Stored data
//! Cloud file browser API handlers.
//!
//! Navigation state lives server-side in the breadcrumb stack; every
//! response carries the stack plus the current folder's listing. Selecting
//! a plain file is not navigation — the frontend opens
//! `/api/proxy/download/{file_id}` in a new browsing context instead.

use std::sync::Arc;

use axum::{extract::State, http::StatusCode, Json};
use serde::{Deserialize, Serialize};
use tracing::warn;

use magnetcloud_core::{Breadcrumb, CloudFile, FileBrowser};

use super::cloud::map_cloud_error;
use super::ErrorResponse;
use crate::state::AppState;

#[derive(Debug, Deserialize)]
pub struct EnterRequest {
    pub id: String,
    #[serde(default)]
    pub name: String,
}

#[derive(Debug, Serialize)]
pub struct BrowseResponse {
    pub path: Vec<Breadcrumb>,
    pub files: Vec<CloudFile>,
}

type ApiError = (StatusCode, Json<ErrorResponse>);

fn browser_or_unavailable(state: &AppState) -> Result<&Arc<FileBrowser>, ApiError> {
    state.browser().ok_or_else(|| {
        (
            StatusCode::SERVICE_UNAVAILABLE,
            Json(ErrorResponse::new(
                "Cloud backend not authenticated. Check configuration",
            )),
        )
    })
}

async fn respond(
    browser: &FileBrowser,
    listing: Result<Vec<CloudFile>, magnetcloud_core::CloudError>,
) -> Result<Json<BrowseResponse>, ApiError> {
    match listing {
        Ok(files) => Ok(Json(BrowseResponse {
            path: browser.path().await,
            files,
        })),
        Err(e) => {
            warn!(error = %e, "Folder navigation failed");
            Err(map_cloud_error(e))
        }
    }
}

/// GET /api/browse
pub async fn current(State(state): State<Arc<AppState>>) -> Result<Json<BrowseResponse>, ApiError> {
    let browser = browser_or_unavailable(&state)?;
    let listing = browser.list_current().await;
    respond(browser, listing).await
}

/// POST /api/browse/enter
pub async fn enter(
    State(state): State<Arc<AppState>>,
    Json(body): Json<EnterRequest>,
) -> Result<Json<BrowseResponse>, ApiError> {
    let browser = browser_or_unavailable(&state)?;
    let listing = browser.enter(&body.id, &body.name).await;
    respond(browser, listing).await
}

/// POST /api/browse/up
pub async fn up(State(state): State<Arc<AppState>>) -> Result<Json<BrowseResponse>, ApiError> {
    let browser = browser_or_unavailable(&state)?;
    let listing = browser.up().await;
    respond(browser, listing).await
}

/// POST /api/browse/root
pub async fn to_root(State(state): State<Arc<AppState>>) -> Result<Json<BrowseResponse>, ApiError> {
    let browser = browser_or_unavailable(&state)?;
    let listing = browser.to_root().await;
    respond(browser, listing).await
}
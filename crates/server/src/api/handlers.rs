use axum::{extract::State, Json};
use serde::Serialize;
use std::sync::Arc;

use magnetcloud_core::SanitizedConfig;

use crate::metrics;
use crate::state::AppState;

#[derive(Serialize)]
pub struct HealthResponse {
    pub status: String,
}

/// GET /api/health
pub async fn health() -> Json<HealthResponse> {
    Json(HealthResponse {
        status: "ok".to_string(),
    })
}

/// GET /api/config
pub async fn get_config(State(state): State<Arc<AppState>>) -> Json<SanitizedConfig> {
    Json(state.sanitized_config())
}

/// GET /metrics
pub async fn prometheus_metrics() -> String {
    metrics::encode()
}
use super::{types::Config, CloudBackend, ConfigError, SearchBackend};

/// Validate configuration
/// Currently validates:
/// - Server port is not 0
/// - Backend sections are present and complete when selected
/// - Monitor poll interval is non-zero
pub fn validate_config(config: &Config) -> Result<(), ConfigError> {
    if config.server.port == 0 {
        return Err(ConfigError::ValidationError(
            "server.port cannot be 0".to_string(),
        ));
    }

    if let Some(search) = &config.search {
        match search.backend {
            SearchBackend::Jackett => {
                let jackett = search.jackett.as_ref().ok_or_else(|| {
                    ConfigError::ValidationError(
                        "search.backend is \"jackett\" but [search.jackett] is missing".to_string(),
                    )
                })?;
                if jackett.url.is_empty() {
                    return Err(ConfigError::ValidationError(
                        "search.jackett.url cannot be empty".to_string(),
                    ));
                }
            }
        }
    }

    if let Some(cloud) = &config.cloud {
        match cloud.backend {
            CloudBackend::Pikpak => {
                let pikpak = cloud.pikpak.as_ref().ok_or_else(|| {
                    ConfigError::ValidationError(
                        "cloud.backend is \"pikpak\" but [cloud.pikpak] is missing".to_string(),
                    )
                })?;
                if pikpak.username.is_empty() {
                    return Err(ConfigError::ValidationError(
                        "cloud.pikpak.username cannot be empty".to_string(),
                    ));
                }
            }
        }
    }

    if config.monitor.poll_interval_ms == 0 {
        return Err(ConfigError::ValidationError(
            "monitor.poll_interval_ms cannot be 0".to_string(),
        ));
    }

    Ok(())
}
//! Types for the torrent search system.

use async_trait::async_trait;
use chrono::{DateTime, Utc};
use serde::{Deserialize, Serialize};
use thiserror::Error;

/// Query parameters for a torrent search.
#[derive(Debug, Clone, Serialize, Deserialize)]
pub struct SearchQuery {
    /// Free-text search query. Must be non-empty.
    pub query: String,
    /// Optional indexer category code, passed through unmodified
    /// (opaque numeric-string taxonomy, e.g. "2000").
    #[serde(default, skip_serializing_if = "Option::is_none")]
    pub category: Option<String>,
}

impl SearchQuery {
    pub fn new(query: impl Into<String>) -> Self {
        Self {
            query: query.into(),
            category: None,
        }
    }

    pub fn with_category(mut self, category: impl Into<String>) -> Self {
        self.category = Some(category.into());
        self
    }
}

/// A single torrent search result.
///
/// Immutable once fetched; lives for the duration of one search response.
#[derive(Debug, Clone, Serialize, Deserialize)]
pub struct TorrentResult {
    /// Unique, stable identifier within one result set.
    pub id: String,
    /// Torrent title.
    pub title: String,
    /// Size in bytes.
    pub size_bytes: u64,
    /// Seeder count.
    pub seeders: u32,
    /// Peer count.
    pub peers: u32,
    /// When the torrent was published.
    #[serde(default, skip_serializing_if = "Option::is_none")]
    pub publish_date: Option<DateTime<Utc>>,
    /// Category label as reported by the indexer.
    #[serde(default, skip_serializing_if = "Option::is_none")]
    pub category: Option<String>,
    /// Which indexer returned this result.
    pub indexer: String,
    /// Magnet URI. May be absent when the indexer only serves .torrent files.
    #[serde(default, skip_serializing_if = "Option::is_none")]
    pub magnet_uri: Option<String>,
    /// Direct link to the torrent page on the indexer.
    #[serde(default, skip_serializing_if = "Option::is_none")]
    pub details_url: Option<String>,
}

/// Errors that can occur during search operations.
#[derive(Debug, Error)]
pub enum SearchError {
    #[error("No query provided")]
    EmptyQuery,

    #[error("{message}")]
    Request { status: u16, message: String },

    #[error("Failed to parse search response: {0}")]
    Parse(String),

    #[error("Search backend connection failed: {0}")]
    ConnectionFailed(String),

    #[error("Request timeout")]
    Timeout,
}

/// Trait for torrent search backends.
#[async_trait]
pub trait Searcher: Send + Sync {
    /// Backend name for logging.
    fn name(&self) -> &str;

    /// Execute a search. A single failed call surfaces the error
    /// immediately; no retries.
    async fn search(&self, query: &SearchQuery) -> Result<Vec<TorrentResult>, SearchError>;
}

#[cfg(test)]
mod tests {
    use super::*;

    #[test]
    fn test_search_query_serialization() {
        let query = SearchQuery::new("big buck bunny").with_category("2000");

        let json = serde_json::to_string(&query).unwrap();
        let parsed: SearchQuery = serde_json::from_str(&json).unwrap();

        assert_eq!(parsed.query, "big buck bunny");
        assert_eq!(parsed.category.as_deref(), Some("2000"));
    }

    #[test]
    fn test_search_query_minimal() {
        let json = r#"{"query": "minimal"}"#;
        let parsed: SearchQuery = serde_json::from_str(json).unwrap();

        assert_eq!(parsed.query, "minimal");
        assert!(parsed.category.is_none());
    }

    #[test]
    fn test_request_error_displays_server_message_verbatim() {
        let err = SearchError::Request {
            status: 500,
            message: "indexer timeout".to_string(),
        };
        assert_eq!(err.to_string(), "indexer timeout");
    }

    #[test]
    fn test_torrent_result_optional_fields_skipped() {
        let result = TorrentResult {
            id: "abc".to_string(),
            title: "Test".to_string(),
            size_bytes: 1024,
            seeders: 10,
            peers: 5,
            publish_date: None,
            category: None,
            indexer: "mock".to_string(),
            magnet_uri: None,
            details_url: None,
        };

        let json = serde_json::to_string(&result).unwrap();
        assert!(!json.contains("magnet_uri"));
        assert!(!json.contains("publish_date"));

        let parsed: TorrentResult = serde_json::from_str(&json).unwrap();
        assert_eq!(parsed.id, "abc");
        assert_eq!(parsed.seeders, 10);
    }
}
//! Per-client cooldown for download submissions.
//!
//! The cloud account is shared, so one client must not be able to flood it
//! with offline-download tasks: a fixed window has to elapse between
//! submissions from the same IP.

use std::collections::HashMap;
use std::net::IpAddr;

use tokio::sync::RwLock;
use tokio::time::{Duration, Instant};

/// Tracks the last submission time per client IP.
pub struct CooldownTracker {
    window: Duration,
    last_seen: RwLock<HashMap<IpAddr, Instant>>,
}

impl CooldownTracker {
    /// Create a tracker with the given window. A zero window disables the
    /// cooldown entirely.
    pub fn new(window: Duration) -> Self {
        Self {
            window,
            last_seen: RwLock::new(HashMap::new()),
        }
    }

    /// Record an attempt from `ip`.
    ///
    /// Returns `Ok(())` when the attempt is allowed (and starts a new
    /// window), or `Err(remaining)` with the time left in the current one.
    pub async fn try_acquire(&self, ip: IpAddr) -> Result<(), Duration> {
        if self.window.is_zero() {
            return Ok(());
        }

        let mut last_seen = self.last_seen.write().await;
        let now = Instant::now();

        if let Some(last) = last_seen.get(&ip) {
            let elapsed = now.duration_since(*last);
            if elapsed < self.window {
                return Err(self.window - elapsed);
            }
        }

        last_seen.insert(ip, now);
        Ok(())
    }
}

* * *

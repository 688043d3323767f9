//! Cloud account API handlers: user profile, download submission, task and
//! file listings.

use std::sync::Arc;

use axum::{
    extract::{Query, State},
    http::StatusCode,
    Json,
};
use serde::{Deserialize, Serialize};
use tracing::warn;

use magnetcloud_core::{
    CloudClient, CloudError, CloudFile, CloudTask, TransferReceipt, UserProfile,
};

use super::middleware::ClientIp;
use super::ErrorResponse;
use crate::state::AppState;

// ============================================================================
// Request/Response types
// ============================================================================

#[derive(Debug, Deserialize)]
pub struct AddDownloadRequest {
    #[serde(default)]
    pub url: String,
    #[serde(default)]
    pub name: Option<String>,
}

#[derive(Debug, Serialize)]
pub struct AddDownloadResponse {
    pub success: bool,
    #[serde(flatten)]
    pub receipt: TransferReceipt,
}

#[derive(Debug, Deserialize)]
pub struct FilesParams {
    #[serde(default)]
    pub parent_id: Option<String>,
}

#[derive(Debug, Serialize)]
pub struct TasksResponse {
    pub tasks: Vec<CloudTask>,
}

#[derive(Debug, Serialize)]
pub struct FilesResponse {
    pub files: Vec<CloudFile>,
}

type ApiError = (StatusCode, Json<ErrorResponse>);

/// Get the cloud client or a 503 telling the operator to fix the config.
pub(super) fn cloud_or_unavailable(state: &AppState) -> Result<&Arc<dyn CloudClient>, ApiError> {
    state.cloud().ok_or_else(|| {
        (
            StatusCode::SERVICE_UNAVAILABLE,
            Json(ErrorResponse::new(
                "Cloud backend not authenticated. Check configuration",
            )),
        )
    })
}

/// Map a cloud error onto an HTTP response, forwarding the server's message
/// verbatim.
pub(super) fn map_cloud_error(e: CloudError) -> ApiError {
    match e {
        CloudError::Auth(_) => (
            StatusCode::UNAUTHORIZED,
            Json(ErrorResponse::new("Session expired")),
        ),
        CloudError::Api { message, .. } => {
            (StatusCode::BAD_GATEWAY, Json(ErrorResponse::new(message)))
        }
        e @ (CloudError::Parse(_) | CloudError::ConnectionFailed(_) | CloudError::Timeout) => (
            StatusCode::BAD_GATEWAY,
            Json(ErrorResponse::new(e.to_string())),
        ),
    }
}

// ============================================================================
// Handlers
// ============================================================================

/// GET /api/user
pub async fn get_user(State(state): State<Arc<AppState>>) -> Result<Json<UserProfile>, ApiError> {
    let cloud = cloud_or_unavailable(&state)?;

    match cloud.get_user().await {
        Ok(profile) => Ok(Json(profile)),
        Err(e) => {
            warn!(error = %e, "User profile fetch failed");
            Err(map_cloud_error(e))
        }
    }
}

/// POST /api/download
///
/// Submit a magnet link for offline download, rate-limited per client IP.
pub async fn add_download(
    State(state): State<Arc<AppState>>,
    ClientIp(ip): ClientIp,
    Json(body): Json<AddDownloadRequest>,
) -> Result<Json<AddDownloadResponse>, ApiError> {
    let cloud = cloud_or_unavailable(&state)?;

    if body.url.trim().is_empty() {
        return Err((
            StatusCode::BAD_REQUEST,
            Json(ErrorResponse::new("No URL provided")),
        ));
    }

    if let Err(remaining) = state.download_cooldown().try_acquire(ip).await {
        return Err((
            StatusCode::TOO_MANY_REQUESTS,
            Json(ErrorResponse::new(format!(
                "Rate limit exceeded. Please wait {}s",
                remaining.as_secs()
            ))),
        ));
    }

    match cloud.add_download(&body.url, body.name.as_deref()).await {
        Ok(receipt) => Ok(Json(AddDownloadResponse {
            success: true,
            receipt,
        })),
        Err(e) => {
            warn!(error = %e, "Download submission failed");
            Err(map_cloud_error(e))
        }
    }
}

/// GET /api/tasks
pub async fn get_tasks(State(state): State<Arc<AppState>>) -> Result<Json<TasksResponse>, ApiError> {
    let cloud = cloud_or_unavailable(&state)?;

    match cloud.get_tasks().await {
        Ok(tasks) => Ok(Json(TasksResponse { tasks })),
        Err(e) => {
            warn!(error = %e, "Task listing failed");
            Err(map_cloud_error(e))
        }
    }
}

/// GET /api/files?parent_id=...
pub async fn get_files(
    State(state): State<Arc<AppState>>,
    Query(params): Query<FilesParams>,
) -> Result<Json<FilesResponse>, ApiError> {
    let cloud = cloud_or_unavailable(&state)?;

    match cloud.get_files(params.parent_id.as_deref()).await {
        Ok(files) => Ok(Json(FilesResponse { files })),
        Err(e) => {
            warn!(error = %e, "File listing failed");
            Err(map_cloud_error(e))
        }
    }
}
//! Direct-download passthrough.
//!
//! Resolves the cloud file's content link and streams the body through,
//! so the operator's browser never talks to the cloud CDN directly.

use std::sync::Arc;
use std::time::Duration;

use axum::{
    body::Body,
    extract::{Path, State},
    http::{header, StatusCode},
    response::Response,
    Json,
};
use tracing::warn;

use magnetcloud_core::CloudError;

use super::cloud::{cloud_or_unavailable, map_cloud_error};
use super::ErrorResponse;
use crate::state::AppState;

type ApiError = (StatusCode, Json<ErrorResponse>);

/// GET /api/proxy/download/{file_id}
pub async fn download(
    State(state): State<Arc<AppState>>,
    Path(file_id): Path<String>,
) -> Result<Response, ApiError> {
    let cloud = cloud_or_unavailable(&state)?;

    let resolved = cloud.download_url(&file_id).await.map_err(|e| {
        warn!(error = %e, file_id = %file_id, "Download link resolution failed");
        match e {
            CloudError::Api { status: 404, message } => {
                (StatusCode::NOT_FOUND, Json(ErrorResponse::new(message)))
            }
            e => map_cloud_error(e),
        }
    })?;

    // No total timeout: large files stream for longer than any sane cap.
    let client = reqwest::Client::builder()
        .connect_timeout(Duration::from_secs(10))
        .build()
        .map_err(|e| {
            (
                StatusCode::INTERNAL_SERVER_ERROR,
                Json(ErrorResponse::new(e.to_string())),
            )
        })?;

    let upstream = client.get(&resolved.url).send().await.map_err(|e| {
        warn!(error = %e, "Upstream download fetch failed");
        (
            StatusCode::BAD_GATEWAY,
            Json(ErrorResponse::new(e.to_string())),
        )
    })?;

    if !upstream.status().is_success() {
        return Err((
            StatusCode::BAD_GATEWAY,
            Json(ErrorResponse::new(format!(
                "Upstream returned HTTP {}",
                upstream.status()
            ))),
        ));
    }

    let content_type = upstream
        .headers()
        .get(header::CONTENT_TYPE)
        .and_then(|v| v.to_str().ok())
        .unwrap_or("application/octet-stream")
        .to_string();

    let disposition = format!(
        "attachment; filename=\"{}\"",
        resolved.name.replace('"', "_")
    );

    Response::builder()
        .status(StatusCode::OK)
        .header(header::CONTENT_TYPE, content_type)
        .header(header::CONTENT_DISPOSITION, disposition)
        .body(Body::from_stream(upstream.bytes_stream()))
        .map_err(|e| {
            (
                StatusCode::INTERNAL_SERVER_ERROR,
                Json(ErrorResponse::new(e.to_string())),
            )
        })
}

* * *

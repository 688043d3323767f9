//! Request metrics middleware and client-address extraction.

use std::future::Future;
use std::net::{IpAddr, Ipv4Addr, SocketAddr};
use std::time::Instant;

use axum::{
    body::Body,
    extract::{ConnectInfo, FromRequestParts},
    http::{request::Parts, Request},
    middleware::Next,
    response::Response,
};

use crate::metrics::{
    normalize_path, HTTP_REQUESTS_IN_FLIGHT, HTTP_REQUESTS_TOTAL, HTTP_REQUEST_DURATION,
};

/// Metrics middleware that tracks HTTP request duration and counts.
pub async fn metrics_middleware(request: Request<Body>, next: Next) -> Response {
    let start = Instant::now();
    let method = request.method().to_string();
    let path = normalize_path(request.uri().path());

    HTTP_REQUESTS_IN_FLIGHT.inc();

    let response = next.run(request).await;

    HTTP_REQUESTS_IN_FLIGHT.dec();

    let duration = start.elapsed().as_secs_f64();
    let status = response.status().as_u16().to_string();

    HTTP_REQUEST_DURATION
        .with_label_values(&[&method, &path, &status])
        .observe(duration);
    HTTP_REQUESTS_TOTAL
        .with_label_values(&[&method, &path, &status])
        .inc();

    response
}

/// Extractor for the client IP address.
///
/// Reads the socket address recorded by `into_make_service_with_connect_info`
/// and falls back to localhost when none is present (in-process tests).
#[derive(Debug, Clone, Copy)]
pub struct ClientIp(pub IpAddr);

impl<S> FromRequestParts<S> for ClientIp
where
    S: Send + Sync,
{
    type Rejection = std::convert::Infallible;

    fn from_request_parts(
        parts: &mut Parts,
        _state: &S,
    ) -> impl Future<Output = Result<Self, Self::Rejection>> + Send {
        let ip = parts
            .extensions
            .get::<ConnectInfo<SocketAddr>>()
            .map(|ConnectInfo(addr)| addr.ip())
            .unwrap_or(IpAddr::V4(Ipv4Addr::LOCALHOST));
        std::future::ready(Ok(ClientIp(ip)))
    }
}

§ ACTION ITEM
State, as a number only, how many lines in the entries include "resolved".

§ EXPECTED ANSWER
3